* WORK INSTRUCTION
Every line with the string "CsvCache" in it belongs in your answer, so copy them all from the data.
--- ENTRIES PROVIDED ---
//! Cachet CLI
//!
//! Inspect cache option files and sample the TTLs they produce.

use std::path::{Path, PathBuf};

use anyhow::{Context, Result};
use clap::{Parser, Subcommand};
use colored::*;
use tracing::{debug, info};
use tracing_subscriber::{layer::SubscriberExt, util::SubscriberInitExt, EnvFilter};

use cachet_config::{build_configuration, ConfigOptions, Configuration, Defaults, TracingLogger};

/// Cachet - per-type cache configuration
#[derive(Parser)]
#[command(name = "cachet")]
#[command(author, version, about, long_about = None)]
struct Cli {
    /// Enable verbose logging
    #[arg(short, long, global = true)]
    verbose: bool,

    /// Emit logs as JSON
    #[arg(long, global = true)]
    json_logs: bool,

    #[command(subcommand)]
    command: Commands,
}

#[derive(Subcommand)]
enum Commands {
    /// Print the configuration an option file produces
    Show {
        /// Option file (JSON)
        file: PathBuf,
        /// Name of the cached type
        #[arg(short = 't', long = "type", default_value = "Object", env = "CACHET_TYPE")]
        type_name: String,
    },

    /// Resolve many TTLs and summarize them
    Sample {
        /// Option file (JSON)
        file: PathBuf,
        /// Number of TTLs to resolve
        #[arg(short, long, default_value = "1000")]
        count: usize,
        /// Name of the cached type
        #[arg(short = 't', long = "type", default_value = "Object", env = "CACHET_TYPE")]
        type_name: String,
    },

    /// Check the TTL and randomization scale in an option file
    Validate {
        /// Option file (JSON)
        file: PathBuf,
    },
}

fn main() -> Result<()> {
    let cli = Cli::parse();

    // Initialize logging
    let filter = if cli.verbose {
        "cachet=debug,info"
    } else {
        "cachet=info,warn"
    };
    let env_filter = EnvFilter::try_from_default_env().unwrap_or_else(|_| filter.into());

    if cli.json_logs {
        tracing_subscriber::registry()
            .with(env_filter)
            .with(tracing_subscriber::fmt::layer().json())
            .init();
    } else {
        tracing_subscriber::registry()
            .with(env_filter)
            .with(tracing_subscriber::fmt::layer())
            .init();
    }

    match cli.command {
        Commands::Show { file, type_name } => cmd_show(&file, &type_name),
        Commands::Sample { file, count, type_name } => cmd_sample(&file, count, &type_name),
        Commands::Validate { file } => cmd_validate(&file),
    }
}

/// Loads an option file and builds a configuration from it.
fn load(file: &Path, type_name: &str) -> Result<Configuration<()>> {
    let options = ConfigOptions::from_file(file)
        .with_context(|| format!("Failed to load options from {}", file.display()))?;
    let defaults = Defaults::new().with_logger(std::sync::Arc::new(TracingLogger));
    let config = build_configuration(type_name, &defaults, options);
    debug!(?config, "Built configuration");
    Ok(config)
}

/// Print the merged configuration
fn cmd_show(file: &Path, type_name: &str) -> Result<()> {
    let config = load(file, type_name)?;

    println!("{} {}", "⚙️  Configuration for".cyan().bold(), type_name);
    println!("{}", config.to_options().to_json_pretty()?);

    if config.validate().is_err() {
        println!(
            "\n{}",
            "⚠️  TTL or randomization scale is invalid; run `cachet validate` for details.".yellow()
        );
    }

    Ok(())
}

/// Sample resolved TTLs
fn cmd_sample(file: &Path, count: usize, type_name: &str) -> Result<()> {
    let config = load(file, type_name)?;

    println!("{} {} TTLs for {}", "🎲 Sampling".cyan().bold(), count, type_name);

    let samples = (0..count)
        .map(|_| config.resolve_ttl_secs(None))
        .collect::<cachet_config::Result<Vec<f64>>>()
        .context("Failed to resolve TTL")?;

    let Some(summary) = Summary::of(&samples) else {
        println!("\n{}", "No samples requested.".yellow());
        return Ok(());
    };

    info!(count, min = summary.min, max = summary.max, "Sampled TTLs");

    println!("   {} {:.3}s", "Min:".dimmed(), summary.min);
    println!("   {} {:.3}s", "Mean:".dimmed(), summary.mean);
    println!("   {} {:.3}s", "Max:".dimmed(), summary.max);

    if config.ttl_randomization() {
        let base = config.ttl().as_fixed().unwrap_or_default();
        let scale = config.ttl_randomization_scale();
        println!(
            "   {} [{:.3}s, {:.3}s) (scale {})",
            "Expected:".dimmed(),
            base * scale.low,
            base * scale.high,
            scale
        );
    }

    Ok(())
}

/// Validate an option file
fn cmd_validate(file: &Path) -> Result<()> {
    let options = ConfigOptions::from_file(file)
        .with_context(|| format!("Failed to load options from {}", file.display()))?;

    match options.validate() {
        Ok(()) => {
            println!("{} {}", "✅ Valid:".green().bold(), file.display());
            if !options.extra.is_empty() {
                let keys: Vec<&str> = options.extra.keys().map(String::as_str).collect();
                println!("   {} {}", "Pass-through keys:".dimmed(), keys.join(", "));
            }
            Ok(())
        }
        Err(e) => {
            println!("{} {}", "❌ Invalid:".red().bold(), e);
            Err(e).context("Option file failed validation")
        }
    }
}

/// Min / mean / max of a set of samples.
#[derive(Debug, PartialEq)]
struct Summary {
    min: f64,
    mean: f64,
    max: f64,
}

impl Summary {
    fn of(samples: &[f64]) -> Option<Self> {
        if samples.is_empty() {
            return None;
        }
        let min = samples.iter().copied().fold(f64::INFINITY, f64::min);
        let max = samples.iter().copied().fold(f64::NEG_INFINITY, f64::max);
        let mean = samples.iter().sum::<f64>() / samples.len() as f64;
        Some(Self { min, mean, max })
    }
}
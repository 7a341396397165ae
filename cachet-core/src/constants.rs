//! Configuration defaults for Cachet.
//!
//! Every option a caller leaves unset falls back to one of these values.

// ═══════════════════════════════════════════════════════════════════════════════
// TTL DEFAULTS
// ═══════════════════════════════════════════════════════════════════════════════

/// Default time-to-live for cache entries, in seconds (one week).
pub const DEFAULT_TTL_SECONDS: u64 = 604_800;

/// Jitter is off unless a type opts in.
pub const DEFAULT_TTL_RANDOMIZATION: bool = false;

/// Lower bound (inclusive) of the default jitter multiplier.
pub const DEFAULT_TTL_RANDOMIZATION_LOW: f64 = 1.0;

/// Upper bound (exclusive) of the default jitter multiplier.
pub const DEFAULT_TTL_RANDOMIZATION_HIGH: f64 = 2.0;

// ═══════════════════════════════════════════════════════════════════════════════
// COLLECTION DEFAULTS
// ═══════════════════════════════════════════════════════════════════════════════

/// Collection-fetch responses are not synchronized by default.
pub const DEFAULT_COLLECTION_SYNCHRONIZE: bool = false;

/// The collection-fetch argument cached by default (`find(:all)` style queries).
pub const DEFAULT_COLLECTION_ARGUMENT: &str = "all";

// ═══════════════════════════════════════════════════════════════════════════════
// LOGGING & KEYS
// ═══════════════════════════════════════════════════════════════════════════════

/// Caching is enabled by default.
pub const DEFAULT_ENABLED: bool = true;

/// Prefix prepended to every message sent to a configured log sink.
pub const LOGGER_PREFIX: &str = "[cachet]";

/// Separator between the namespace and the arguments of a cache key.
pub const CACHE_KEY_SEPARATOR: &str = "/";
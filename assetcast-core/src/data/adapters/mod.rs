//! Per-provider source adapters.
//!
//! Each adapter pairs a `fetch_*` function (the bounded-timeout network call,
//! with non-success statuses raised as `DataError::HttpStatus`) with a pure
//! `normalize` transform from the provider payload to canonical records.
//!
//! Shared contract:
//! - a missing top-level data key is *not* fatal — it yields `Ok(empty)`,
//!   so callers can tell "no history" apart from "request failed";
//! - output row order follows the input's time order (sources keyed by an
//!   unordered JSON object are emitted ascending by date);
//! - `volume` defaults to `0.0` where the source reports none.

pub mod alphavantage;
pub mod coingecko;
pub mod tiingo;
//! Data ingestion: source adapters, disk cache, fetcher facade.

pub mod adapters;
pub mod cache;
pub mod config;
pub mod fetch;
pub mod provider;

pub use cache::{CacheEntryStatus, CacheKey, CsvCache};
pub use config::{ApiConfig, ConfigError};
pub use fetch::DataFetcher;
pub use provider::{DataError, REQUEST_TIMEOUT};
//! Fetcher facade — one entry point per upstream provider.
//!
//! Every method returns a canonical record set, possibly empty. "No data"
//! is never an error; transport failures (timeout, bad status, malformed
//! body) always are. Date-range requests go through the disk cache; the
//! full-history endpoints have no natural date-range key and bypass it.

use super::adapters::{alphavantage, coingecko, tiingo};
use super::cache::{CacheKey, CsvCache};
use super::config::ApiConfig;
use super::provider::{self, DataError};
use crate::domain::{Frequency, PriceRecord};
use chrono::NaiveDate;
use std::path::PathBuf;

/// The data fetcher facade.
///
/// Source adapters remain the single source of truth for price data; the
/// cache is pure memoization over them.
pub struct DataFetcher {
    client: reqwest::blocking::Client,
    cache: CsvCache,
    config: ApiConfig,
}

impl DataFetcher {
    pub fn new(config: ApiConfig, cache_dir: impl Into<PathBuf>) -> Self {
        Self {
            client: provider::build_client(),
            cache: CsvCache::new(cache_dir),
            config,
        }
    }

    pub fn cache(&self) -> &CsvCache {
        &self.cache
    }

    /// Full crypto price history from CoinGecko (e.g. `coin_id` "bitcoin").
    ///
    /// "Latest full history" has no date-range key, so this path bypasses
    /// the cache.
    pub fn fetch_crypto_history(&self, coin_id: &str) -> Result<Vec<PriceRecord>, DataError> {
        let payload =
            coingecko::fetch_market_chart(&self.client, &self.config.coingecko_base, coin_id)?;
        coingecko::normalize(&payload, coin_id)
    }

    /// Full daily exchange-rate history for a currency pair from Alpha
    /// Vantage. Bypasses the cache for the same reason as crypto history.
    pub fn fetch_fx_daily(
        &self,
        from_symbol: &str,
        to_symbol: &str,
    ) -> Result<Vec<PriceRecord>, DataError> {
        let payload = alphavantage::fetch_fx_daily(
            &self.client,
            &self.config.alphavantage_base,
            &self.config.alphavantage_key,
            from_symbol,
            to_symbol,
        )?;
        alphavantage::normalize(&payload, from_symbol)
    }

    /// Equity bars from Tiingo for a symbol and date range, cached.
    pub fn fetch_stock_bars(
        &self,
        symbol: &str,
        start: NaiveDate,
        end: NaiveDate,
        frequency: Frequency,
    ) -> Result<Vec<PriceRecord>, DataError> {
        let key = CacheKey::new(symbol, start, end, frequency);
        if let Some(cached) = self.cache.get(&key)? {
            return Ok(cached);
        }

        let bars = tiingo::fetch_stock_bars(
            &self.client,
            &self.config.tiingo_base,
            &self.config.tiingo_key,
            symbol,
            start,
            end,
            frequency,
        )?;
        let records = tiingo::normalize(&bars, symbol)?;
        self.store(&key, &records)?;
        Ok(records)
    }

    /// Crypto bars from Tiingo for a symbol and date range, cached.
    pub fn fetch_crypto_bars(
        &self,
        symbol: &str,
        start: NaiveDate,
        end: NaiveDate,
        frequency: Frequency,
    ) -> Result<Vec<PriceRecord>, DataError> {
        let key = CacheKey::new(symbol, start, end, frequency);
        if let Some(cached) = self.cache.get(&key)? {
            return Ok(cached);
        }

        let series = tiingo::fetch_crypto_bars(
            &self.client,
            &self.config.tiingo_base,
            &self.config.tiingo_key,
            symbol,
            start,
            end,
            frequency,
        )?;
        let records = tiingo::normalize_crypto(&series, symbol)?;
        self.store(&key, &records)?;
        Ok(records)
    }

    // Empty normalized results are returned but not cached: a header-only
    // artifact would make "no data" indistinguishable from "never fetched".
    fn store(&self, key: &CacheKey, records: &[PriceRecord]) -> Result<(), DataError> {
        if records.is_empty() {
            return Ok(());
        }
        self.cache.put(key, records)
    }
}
---
--- ENTRIES PROVIDED ---
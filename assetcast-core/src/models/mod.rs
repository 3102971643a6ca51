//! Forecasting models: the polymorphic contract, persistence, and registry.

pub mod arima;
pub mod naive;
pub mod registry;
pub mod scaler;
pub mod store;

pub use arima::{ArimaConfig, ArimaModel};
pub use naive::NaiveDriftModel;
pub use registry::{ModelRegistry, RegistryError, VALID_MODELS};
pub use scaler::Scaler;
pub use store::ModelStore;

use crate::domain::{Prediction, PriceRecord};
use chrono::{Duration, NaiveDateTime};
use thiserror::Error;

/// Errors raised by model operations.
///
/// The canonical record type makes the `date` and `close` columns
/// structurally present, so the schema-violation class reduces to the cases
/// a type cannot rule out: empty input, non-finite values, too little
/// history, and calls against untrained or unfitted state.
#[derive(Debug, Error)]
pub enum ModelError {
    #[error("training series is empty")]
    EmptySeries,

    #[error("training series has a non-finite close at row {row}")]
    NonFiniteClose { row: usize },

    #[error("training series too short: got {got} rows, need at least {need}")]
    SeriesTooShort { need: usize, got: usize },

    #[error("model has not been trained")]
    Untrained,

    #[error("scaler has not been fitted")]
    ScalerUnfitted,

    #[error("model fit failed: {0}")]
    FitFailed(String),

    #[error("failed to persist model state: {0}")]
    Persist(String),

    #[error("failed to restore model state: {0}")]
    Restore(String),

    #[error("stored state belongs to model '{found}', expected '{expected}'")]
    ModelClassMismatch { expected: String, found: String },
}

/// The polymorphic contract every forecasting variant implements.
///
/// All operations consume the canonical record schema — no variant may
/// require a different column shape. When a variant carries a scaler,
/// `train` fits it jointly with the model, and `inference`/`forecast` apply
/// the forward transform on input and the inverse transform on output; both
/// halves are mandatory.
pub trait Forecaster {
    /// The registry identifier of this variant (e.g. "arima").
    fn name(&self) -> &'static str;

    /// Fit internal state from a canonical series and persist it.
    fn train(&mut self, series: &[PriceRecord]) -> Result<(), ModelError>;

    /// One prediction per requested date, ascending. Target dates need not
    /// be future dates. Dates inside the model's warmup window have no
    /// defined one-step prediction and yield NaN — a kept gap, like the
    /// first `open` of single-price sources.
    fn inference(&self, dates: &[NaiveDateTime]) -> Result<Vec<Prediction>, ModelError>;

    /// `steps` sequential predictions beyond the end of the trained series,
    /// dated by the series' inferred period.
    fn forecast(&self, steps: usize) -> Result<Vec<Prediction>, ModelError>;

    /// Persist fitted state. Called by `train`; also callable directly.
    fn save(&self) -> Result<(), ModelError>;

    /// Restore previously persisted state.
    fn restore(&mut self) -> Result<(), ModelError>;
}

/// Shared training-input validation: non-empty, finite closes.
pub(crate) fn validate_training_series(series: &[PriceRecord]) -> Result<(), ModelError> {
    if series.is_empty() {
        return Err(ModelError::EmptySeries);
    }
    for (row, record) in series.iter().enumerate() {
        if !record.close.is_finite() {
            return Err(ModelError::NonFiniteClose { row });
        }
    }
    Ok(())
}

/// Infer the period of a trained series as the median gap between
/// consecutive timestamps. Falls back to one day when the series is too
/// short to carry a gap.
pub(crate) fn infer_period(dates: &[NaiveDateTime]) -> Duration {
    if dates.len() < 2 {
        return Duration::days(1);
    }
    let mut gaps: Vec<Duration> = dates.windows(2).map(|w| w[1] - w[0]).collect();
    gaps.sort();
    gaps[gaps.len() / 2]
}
---
--- ENTRIES PROVIDED ---
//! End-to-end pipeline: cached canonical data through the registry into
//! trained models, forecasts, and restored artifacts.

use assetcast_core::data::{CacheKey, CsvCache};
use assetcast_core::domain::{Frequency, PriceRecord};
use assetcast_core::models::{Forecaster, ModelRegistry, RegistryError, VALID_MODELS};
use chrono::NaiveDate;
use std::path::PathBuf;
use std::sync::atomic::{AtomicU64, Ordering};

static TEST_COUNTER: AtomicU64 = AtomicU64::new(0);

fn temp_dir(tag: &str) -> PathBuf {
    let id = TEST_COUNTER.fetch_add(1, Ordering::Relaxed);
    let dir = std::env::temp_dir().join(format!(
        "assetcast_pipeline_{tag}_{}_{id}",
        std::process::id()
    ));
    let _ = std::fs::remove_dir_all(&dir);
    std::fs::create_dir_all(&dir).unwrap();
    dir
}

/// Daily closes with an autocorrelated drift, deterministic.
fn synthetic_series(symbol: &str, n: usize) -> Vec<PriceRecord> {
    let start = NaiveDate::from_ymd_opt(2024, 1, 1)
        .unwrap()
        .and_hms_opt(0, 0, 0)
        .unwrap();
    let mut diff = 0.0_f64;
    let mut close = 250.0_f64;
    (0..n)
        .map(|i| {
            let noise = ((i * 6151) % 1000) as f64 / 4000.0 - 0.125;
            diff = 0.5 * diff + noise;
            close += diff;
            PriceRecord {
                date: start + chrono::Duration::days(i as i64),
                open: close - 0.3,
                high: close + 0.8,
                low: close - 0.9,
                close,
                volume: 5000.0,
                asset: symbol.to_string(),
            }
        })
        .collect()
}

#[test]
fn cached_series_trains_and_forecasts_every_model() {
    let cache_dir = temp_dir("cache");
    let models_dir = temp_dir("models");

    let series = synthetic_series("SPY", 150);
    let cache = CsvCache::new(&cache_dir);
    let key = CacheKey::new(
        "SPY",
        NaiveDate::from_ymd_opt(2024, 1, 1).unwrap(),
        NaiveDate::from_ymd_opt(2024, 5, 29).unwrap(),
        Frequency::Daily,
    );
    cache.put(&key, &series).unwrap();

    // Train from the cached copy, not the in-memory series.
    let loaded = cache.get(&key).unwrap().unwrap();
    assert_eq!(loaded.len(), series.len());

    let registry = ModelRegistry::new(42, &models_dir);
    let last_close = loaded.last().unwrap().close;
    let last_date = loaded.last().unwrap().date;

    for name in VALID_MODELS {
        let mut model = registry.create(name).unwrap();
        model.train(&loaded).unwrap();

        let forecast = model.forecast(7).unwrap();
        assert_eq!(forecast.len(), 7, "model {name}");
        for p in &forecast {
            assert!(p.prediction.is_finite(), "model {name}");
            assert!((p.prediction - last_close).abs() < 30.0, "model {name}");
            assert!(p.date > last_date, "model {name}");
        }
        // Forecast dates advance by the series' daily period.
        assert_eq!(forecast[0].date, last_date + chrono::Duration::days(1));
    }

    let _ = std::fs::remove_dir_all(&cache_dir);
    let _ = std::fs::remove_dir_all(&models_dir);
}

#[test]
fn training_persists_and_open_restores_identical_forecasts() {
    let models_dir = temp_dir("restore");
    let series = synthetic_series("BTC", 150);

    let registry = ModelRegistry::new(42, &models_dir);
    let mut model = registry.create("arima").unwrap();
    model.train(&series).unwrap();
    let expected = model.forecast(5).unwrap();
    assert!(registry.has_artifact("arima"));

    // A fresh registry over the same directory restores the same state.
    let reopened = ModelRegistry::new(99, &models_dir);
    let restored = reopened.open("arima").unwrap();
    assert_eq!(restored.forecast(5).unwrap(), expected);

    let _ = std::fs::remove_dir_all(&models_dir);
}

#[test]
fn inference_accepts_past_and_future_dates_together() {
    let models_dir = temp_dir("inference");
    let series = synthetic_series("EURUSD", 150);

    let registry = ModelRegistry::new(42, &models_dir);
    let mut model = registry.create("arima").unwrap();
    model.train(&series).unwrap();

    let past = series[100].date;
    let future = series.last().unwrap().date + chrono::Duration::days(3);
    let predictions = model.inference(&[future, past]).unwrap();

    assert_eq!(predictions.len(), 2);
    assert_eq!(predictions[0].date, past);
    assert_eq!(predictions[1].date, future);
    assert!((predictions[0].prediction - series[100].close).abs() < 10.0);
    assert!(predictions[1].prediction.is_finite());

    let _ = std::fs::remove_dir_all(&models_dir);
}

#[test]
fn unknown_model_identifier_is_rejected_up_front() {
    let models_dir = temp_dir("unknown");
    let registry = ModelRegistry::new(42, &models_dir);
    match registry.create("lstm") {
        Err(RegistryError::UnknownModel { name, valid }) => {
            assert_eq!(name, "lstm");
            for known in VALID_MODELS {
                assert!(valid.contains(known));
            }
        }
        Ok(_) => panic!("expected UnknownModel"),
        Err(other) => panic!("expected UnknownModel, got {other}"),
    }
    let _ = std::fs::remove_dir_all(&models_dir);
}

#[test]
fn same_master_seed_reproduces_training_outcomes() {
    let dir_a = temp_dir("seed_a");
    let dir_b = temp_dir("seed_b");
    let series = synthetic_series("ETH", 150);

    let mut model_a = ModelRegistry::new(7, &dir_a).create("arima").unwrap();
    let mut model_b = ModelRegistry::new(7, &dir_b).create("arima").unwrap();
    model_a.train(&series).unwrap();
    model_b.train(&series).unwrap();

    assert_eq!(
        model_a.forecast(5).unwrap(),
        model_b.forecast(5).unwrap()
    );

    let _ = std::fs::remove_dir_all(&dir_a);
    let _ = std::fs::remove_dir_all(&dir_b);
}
---
* OUTPUT FOR THIS TASK
pub use cache::{CacheEntryStatus, CacheKey, CsvCache};
use super::cache::{CacheKey, CsvCache};
    cache: CsvCache,
            cache: CsvCache::new(cache_dir),
    pub fn cache(&self) -> &CsvCache {
use assetcast_core::data::{CacheKey, CsvCache};
    let cache = CsvCache::new(&cache_dir);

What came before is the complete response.